It will not be an extrapolation to say that Banking Stocks are the lifeline of the Stock Market. There are 9 Banking Stocks in NIFTY 50. These contribute 18.56% weightage to NIFTY 50. The maximum investment of mutual funds is in Banking Stocks followed by Auto and IT. Moreover according to experts, the revival of Indian Economy is not possible without the participation of banking sector. These days each and every stock market expert is BULLISH on banking stocks especially Private Sector Banks. General consensus is that 3 banking stocks i.e. HDFC Bank, Axis Bank, and IndusInd Bank are better off compared to others. In PSU Banks, the experts are taking contrarian call. The top picks are State Bank of India and Bank of Baroda. On the other hand, as an investor i am 100% BEARISH on Banking Stocks. In my post, Avoid Equity Investment in 7 Sectors, i included Banks in my AVOID List. Some of my readers requested me to explain in detail, therefore, thought of dedicating a post.

There are certain things which always happen for the first time. For example, few years back no one thought that RIL will not participate in next bull run. Tata Motors share will be available for near Rs 300 or PSU Banking Stocks will be beaten down so badly. Next in line, it is hard to believe that revival of the economy is possible without the participation of banking sector. As i mentioned that most of the analysts are extremely bullish on private sector banking stocks. According to my analysis and understanding, this time banking stocks will not participate in the bull run. The reasons are more fundamental and situational in nature. Let’s check out the reasons

Should i invest in Banking Stocks?

1. Competition:

The increased competition among banks is one of the key reason which will put pressure on the bottom line of the banking stocks. Recently RBI issued 2 full banking licenses, 11 payment bank licenses, and 10 small banking licenses. At the end of the day, all these new banks will eat into the same pie. In the recent SBI conclave, the SBI chairman cautioned about increased competition among banks. Indirectly she said that it will impact the performance of existing banks. The reason for new licenses is predominantly financial inclusion. On the other hand, the global experience tells a different story. Two Sectors i.e. Auto and Banking need a scale of operation to succeed. This is the reason that none of the Indian Banks features in World’s Largest Banks. Increased competition will limit the performance of the banking stocks. Therefore, it is one of the key reason which is keeping me away from banking stocks.

2. NPA’s:

NPA’s is another key concern. Through the magic of accounting, banks report NPA’s under different heads thus report lower number. According to recent reports from global agencies, only 3 banks are performing well on NPA front. These 3 banking stocks are Indusind Bank, HDFC Bank, and Axis Bank. Though NPA disclosure is opaque and can be as high as 2 digits. Recently, ICICI Bank Stock was beaten due to exposure in JP Group of companies. Currently, none of the banks is disclosing their exposure in Amtek Auto. Just assume the impact of Amtek Auto exposure on Banking Stocks. All said and done, NPA is a serious threat to the performance of banking stocks.

3. Base Rate Calculation:

Recently RBI circulated paper on a formula to calculate the Base Rate. It will have a serious impact on the NIM (Net Interest Margin) of banks. The banks which will suffer most are banks with higher loan book linked to base rate. As per estimates, approx 65%-75% loan book of ICICI Bank and Axis Bank are linked to Base Rate. Least impacted will be HDFC Bank as the bank does not process Home Loan. HDFC Home Loan is through HDFC Ltd. Another least impacted banking stocks will be Indusind bank and Yes Bank. It is not feasible to calculate the exact impact of new base rate calculation but will definitely impact margins of banking stocks.

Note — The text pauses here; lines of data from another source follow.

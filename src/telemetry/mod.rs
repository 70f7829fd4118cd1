//! Telemetry module
//!
//! Logging and metrics

mod logging;
mod metrics;

pub use logging::init_logging;
pub use metrics::{record_analysis, record_failure, record_fetch_latency, record_quote_fallback};

use std::net::SocketAddr;

use metrics_exporter_prometheus::PrometheusBuilder;

use crate::config::TelemetryConfig;

/// Guard that keeps telemetry alive for the life of the process
pub struct TelemetryGuard {
    metrics_addr: Option<SocketAddr>,
}

impl TelemetryGuard {
    /// Address of the Prometheus listener, if one was started
    pub fn metrics_addr(&self) -> Option<SocketAddr> {
        self.metrics_addr
    }
}

/// Initialize logging and, when a port is configured, the Prometheus exporter
///
/// Must run inside a tokio runtime when `metrics_port` is set.
pub fn init_telemetry(config: &TelemetryConfig) -> anyhow::Result<TelemetryGuard> {
    init_logging(&config.log_level, config.log_format)?;

    let metrics_addr = match config.metrics_port {
        Some(port) => {
            let addr = SocketAddr::from(([0, 0, 0, 0], port));
            PrometheusBuilder::new()
                .with_http_listener(addr)
                .install()
                .map_err(|e| anyhow::anyhow!("Failed to start metrics exporter: {}", e))?;
            tracing::info!(%addr, "Prometheus exporter listening");
            Some(addr)
        }
        None => None,
    };

    Ok(TelemetryGuard { metrics_addr })
}
//! Fair probability engine
//!
//! Pipeline for the YES outcome:
//! - mid = (bid + ask) / 2, or the single quoted side
//! - de-vig = bid / (bid + (1 - ask)), falling back to mid when degenerate
//! - blend with the reference through a [`BlendStrategy`]
//! - grade confidence from spread and liquidity

use rust_decimal::Decimal;
use rust_decimal_macros::dec;

use super::{create_blender, BlendStrategy, Confidence, FairProbabilityResult};
use crate::config::PricingConfig;
use crate::error::AnalysisError;
use crate::market::MarketSnapshot;

/// Thresholds for confidence grading
#[derive(Debug, Clone)]
pub struct ConfidenceThresholds {
    /// Spread at or below which quotes count as tight
    pub spread_max: Decimal,
    /// Liquidity at or above which the book counts as deep
    pub liquidity_min: Decimal,
}

impl ConfidenceThresholds {
    pub fn from_config(config: &PricingConfig) -> Self {
        Self {
            spread_max: config.confidence_spread_max,
            liquidity_min: config.confidence_liquidity_min,
        }
    }

    /// Grade a spread/liquidity pair; unknown spread is never tight
    pub fn grade(&self, spread: Option<Decimal>, liquidity: Decimal) -> Confidence {
        let tight = spread.is_some_and(|s| s <= self.spread_max);
        let deep = liquidity >= self.liquidity_min;
        match (tight, deep) {
            (true, true) => Confidence::High,
            (true, false) | (false, true) => Confidence::Medium,
            (false, false) => Confidence::Low,
        }
    }
}

/// Converts quotes into a fair probability
pub struct FairProbabilityEngine {
    blender: Box<dyn BlendStrategy>,
    thresholds: ConfidenceThresholds,
}

impl FairProbabilityEngine {
    /// Create an engine with an explicit blend strategy
    pub fn new(blender: Box<dyn BlendStrategy>, thresholds: ConfidenceThresholds) -> Self {
        Self {
            blender,
            thresholds,
        }
    }

    /// Create from PricingConfig
    pub fn from_config(config: &PricingConfig) -> Result<Self, AnalysisError> {
        Ok(Self::new(
            create_blender(config)?,
            ConfidenceThresholds::from_config(config),
        ))
    }

    /// Name of the configured blend strategy
    pub fn blend_method(&self) -> &'static str {
        self.blender.name()
    }

    /// Estimate the fair YES probability for a snapshot
    pub fn estimate(
        &self,
        snapshot: &MarketSnapshot,
    ) -> Result<FairProbabilityResult, AnalysisError> {
        let bid = snapshot.best_bid();
        let ask = snapshot.best_ask();

        let mid = mid_implied(bid, ask)
            .ok_or_else(|| AnalysisError::InsufficientQuotes(snapshot.market_id().to_string()))?;
        let mid = ensure_open_unit("mid_implied", mid)?;

        let (de_vigged, devig_fallback) = match de_vig(bid, ask) {
            Some(p) => (p, false),
            None => (mid, true),
        };
        let de_vigged = ensure_open_unit("de_vig", de_vigged)?;

        let reference = snapshot.reference_probability();
        let blended = ensure_open_unit("blend", self.blender.blend(de_vigged, reference))?;

        let confidence = self
            .thresholds
            .grade(snapshot.spread(), snapshot.liquidity());

        tracing::debug!(
            market = snapshot.market_id(),
            %mid,
            %de_vigged,
            %blended,
            devig_fallback,
            %confidence,
            "Estimated fair probability"
        );

        Ok(FairProbabilityResult {
            mid_implied: mid,
            de_vigged,
            blended,
            confidence,
            reference_probability: reference,
            devig_fallback,
            blend_method: self.blender.name().to_string(),
        })
    }
}

/// Midpoint of the quotes, or the single side that is quoted
pub fn mid_implied(bid: Option<Decimal>, ask: Option<Decimal>) -> Option<Decimal> {
    match (bid, ask) {
        (Some(b), Some(a)) => Some((b + a) / dec!(2)),
        (Some(only), None) | (None, Some(only)) => Some(only),
        (None, None) => None,
    }
}

/// Remove the overround from a two-sided quote
///
/// The NO side is implied at `1 - ask`, so the quoted book sums to
/// `bid + (1 - ask)`; normalizing by that sum removes the margin.
/// Returns `None` when the result is degenerate.
pub fn de_vig(bid: Option<Decimal>, ask: Option<Decimal>) -> Option<Decimal> {
    let (bid, ask) = (bid?, ask?);
    if ask >= Decimal::ONE {
        return None;
    }
    let denominator = bid + (Decimal::ONE - ask);
    if denominator <= Decimal::ZERO {
        return None;
    }
    let p = bid / denominator;
    (p > Decimal::ZERO && p < Decimal::ONE).then_some(p)
}

fn ensure_open_unit(stage: &'static str, value: Decimal) -> Result<Decimal, AnalysisError> {
    if value > Decimal::ZERO && value < Decimal::ONE {
        Ok(value)
    } else {
        Err(AnalysisError::DegenerateProbability { stage, value })
    }
}
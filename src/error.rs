//! Analysis error taxonomy
//!
//! Every failure of the decision engine is terminal for the single analysis
//! call that produced it. Fetch-layer failures stay in `anyhow` and wrap
//! these where the cause is known.

use rust_decimal::Decimal;
use thiserror::Error;

/// Errors produced by the decision engine
#[derive(Debug, Clone, PartialEq, Eq, Error)]
pub enum AnalysisError {
    /// Selection found nothing active and open
    #[error("No active candidate market for {0:?}")]
    NoActiveCandidate(String),
    /// A URL or slug resolved to no market at all
    #[error("Market not found: {0}")]
    MarketNotFound(String),
    /// Neither bid nor ask is available
    #[error("Insufficient quotes for market {0}")]
    InsufficientQuotes(String),
    /// A probability left the open unit interval
    #[error("Degenerate probability {value} at {stage}")]
    DegenerateProbability { stage: &'static str, value: Decimal },
    /// Snapshot data violates its invariants
    #[error("Invalid snapshot: {0}")]
    InvalidSnapshot(String),
    /// Missing or out-of-range configuration value
    #[error("Configuration error: {0}")]
    Configuration(String),
}

impl AnalysisError {
    /// Plain-language explanation for end users
    pub fn user_message(&self) -> &'static str {
        match self {
            AnalysisError::NoActiveCandidate(_) => {
                "No tradable market found: every match candidate is closed or inactive."
            }
            AnalysisError::MarketNotFound(_) => {
                "No market found for that link or description."
            }
            AnalysisError::InsufficientQuotes(_) => {
                "Quotes unavailable: the market has no bid or ask, so it cannot be priced."
            }
            AnalysisError::DegenerateProbability { .. } => {
                "The market data produced an impossible probability; the quotes look broken."
            }
            AnalysisError::InvalidSnapshot(_) => {
                "The market data is inconsistent (for example a bid above the ask)."
            }
            AnalysisError::Configuration(_) => {
                "The analyzer is misconfigured; check the threshold settings."
            }
        }
    }

    /// Short stable label used for metrics and logs
    pub fn kind(&self) -> &'static str {
        match self {
            AnalysisError::NoActiveCandidate(_) => "no_active_candidate",
            AnalysisError::MarketNotFound(_) => "market_not_found",
            AnalysisError::InsufficientQuotes(_) => "insufficient_quotes",
            AnalysisError::DegenerateProbability { .. } => "degenerate_probability",
            AnalysisError::InvalidSnapshot(_) => "invalid_snapshot",
            AnalysisError::Configuration(_) => "configuration",
        }
    }
}
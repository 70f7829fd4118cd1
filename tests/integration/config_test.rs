//! Configuration loading tests

use std::io::Write;

use polybet::config::{BlendMode, Config, LogFormat};
use polybet::error::AnalysisError;
use rust_decimal_macros::dec;

#[test]
fn test_config_example_loads() {
    let config = Config::from_toml_str(include_str!("../../config.toml.example")).unwrap();
    assert_eq!(config.gamma.base_url, "https://gamma-api.polymarket.com");
    assert_eq!(config.pricing.blend_mode, BlendMode::Weighted);
    assert_eq!(config.pricing.blend_weight, dec!(0.7));
    assert_eq!(config.gate.ev_min, dec!(0.02));
    assert_eq!(config.sizing.default_bankroll, dec!(5000));
    assert_eq!(config.telemetry.log_format, LogFormat::Pretty);
    assert!(config.telemetry.metrics_port.is_none());
}

#[test]
fn test_load_from_file() {
    let mut file = tempfile::NamedTempFile::new().unwrap();
    writeln!(file, "[gate]\nev_min = 0.05\n\n[clob]\nenabled = true").unwrap();

    let config = Config::load(file.path()).unwrap();
    assert_eq!(config.gate.ev_min, dec!(0.05));
    assert!(config.clob.enabled);
    assert_eq!(config.gate.liq_min, dec!(2000));
}

#[test]
fn test_load_missing_file_fails() {
    let dir = tempfile::tempdir().unwrap();
    assert!(Config::load(dir.path().join("absent.toml")).is_err());
}

#[test]
fn test_load_out_of_range_value() {
    let mut file = tempfile::NamedTempFile::new().unwrap();
    writeln!(file, "[sizing]\nmax_bet_pct = 0").unwrap();

    let err = Config::load(file.path()).unwrap_err();
    assert!(matches!(
        err.downcast_ref::<AnalysisError>(),
        Some(AnalysisError::Configuration(_))
    ));
}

4. Social Banking Accounts:

Zero Balance accounts will be another major burden on banks balance sheet. It will in turn put pressure on the performance of banking stocks. it’s a big challenge to make accounts opened under Pradhan Mantri Jan Dhan Yojana operative. Though i am completely in favor of financial inclusion as it is a must for the growth of the country. On the other hand before investing in banking stocks, it will be a major deterrent for me as an investor. Stock investment/performance is a question of my survival therefore banking stocks will not be on my radar.

5. Consolidation in Banking Sector:

Currently, the govt is mulling a proposal to merge nonperforming small banks with big banks. It is not clear whether this consolidation will be between PSU banks or nonperforming PSU banks can be merged with Private Sector Banks. This consolidation will have a major impact on banking stocks. The balance sheet of big banks will be strained. Therefore, before investment in banking stocks i will wait for clarity/guidelines on this consolidation.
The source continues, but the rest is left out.